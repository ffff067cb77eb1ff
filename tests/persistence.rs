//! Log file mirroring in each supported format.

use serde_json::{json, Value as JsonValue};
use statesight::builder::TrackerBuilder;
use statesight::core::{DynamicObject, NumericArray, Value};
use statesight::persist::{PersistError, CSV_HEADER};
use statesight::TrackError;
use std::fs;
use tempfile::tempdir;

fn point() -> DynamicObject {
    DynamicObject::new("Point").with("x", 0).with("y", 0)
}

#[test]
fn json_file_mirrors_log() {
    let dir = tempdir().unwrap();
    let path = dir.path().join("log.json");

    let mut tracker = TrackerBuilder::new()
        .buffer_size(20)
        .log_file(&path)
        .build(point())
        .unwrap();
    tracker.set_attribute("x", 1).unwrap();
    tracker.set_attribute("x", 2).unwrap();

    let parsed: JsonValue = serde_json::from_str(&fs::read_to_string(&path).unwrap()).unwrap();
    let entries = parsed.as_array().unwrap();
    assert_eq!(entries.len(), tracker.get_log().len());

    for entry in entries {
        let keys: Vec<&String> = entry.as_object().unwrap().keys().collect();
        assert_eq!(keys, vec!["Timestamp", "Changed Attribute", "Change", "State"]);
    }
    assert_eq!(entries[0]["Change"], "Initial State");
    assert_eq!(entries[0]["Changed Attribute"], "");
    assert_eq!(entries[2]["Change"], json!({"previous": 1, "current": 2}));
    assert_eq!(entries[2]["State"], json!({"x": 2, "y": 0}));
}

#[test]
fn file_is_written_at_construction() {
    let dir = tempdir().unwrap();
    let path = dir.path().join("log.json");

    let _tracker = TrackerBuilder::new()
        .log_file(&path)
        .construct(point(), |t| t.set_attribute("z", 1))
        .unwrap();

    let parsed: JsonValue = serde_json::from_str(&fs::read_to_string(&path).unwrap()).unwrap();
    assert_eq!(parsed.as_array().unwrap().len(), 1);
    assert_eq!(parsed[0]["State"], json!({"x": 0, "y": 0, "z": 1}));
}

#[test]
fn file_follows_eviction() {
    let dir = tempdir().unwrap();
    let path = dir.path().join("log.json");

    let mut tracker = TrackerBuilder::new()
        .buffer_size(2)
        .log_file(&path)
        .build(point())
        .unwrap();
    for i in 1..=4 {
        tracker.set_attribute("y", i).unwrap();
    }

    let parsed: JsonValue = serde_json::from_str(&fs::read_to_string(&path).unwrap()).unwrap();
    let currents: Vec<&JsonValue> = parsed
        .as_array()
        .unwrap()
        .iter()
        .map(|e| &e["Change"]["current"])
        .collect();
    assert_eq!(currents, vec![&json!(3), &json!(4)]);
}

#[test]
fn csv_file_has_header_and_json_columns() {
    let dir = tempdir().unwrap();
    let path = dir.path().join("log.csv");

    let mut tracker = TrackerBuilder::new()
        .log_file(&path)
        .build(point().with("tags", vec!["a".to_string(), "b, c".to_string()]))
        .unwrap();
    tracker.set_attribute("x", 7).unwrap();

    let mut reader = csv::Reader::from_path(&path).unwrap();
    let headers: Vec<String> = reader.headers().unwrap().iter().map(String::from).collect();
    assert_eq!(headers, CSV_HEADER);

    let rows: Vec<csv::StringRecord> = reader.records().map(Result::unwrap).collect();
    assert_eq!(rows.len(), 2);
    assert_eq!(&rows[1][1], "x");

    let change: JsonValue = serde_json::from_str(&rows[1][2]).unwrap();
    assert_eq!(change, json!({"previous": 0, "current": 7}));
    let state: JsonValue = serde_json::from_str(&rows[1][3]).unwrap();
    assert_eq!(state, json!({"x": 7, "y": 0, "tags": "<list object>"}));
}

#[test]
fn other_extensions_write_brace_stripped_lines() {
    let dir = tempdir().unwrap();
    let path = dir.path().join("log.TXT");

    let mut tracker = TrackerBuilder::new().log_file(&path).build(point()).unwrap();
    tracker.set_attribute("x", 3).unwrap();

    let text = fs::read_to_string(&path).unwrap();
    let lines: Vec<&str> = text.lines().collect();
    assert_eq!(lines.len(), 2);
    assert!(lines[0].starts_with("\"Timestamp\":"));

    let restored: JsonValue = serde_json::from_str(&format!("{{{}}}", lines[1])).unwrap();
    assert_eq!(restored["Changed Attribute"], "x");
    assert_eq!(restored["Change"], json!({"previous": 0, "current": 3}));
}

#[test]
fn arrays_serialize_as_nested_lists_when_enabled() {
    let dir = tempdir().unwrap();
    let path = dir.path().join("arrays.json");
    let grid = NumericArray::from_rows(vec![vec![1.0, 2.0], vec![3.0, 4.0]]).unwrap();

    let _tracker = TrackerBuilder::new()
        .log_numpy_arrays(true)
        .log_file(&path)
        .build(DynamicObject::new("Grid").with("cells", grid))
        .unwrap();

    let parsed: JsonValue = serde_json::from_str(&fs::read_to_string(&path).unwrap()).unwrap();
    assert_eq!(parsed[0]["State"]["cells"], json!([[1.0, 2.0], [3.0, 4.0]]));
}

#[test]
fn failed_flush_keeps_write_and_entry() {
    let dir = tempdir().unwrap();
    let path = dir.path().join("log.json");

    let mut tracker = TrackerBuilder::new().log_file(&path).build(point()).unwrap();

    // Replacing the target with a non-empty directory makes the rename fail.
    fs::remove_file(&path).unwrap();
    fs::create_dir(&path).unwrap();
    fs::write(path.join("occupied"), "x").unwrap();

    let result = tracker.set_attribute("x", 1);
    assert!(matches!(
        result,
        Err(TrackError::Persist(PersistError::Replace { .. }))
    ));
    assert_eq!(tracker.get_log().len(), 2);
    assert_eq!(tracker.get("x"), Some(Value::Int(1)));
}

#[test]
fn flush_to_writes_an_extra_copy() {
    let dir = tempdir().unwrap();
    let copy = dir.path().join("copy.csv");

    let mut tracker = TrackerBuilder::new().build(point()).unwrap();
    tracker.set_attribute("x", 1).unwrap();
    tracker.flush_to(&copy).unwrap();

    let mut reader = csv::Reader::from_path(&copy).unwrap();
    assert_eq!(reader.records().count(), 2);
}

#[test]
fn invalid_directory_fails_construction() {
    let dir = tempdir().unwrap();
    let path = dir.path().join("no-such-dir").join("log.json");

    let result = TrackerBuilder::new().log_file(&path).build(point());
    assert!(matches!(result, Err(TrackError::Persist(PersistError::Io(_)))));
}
--------------------------------------------------
* **YOUR INSTRUCTIONS**
Would you restate every record word for word?

* **SOLUTION TO THIS TASK**
repository ffff067cb77eb1ff
filename tests/persistence.rs
//! Log file mirroring in each supported format.

use serde_json::{json, Value as JsonValue};
use statesight::builder::TrackerBuilder;
use statesight::core::{DynamicObject, NumericArray, Value};
use statesight::persist::{PersistError, CSV_HEADER};
use statesight::TrackError;
use std::fs;
use tempfile::tempdir;

fn point() -> DynamicObject {
    DynamicObject::new("Point").with("x", 0).with("y", 0)
}

#[test]
fn json_file_mirrors_log() {
    let dir = tempdir().unwrap();
    let path = dir.path().join("log.json");

    let mut tracker = TrackerBuilder::new()
        .buffer_size(20)
        .log_file(&path)
        .build(point())
        .unwrap();
    tracker.set_attribute("x", 1).unwrap();
    tracker.set_attribute("x", 2).unwrap();

    let parsed: JsonValue = serde_json::from_str(&fs::read_to_string(&path).unwrap()).unwrap();
    let entries = parsed.as_array().unwrap();
    assert_eq!(entries.len(), tracker.get_log().len());

    for entry in entries {
        let keys: Vec<&String> = entry.as_object().unwrap().keys().collect();
        assert_eq!(keys, vec!["Timestamp", "Changed Attribute", "Change", "State"]);
    }
    assert_eq!(entries[0]["Change"], "Initial State");
    assert_eq!(entries[0]["Changed Attribute"], "");
    assert_eq!(entries[2]["Change"], json!({"previous": 1, "current": 2}));
    assert_eq!(entries[2]["State"], json!({"x": 2, "y": 0}));
}

#[test]
fn file_is_written_at_construction() {
    let dir = tempdir().unwrap();
    let path = dir.path().join("log.json");

    let _tracker = TrackerBuilder::new()
        .log_file(&path)
        .construct(point(), |t| t.set_attribute("z", 1))
        .unwrap();

    let parsed: JsonValue = serde_json::from_str(&fs::read_to_string(&path).unwrap()).unwrap();
    assert_eq!(parsed.as_array().unwrap().len(), 1);
    assert_eq!(parsed[0]["State"], json!({"x": 0, "y": 0, "z": 1}));
}

#[test]
fn file_follows_eviction() {
    let dir = tempdir().unwrap();
    let path = dir.path().join("log.json");

    let mut tracker = TrackerBuilder::new()
        .buffer_size(2)
        .log_file(&path)
        .build(point())
        .unwrap();
    for i in 1..=4 {
        tracker.set_attribute("y", i).unwrap();
    }

    let parsed: JsonValue = serde_json::from_str(&fs::read_to_string(&path).unwrap()).unwrap();
    let currents: Vec<&JsonValue> = parsed
        .as_array()
        .unwrap()
        .iter()
        .map(|e| &e["Change"]["current"])
        .collect();
    assert_eq!(currents, vec![&json!(3), &json!(4)]);
}

#[test]
fn csv_file_has_header_and_json_columns() {
    let dir = tempdir().unwrap();
    let path = dir.path().join("log.csv");

    let mut tracker = TrackerBuilder::new()
        .log_file(&path)
        .build(point().with("tags", vec!["a".to_string(), "b, c".to_string()]))
        .unwrap();
    tracker.set_attribute("x", 7).unwrap();

    let mut reader = csv::Reader::from_path(&path).unwrap();
    let headers: Vec<String> = reader.headers().unwrap().iter().map(String::from).collect();
    assert_eq!(headers, CSV_HEADER);

    let rows: Vec<csv::StringRecord> = reader.records().map(Result::unwrap).collect();
    assert_eq!(rows.len(), 2);
    assert_eq!(&rows[1][1], "x");

    let change: JsonValue = serde_json::from_str(&rows[1][2]).unwrap();
    assert_eq!(change, json!({"previous": 0, "current": 7}));
    let state: JsonValue = serde_json::from_str(&rows[1][3]).unwrap();
    assert_eq!(state, json!({"x": 7, "y": 0, "tags": "<list object>"}));
}

#[test]
fn other_extensions_write_brace_stripped_lines() {
    let dir = tempdir().unwrap();
    let path = dir.path().join("log.TXT");

    let mut tracker = TrackerBuilder::new().log_file(&path).build(point()).unwrap();
    tracker.set_attribute("x", 3).unwrap();

    let text = fs::read_to_string(&path).unwrap();
    let lines: Vec<&str> = text.lines().collect();
    assert_eq!(lines.len(), 2);
    assert!(lines[0].starts_with("\"Timestamp\":"));

    let restored: JsonValue = serde_json::from_str(&format!("{{{}}}", lines[1])).unwrap();
    assert_eq!(restored["Changed Attribute"], "x");
    assert_eq!(restored["Change"], json!({"previous": 0, "current": 3}));
}

#[test]
fn arrays_serialize_as_nested_lists_when_enabled() {
    let dir = tempdir().unwrap();
    let path = dir.path().join("arrays.json");
    let grid = NumericArray::from_rows(vec![vec![1.0, 2.0], vec![3.0, 4.0]]).unwrap();

    let _tracker = TrackerBuilder::new()
        .log_numpy_arrays(true)
        .log_file(&path)
        .build(DynamicObject::new("Grid").with("cells", grid))
        .unwrap();

    let parsed: JsonValue = serde_json::from_str(&fs::read_to_string(&path).unwrap()).unwrap();
    assert_eq!(parsed[0]["State"]["cells"], json!([[1.0, 2.0], [3.0, 4.0]]));
}

#[test]
fn failed_flush_keeps_write_and_entry() {
    let dir = tempdir().unwrap();
    let path = dir.path().join("log.json");

    let mut tracker = TrackerBuilder::new().log_file(&path).build(point()).unwrap();

    // Replacing the target with a non-empty directory makes the rename fail.
    fs::remove_file(&path).unwrap();
    fs::create_dir(&path).unwrap();
    fs::write(path.join("occupied"), "x").unwrap();

    let result = tracker.set_attribute("x", 1);
    assert!(matches!(
        result,
        Err(TrackError::Persist(PersistError::Replace { .. }))
    ));
    assert_eq!(tracker.get_log().len(), 2);
    assert_eq!(tracker.get("x"), Some(Value::Int(1)));
}

#[test]
fn flush_to_writes_an_extra_copy() {
    let dir = tempdir().unwrap();
    let copy = dir.path().join("copy.csv");

    let mut tracker = TrackerBuilder::new().build(point()).unwrap();
    tracker.set_attribute("x", 1).unwrap();
    tracker.flush_to(&copy).unwrap();

    let mut reader = csv::Reader::from_path(&copy).unwrap();
    assert_eq!(reader.records().count(), 2);
}

#[test]
fn invalid_directory_fails_construction() {
    let dir = tempdir().unwrap();
    let path = dir.path().join("no-such-dir").join("log.json");

    let result = TrackerBuilder::new().log_file(&path).build(point());
    assert!(matches!(result, Err(TrackError::Persist(PersistError::Io(_)))));
}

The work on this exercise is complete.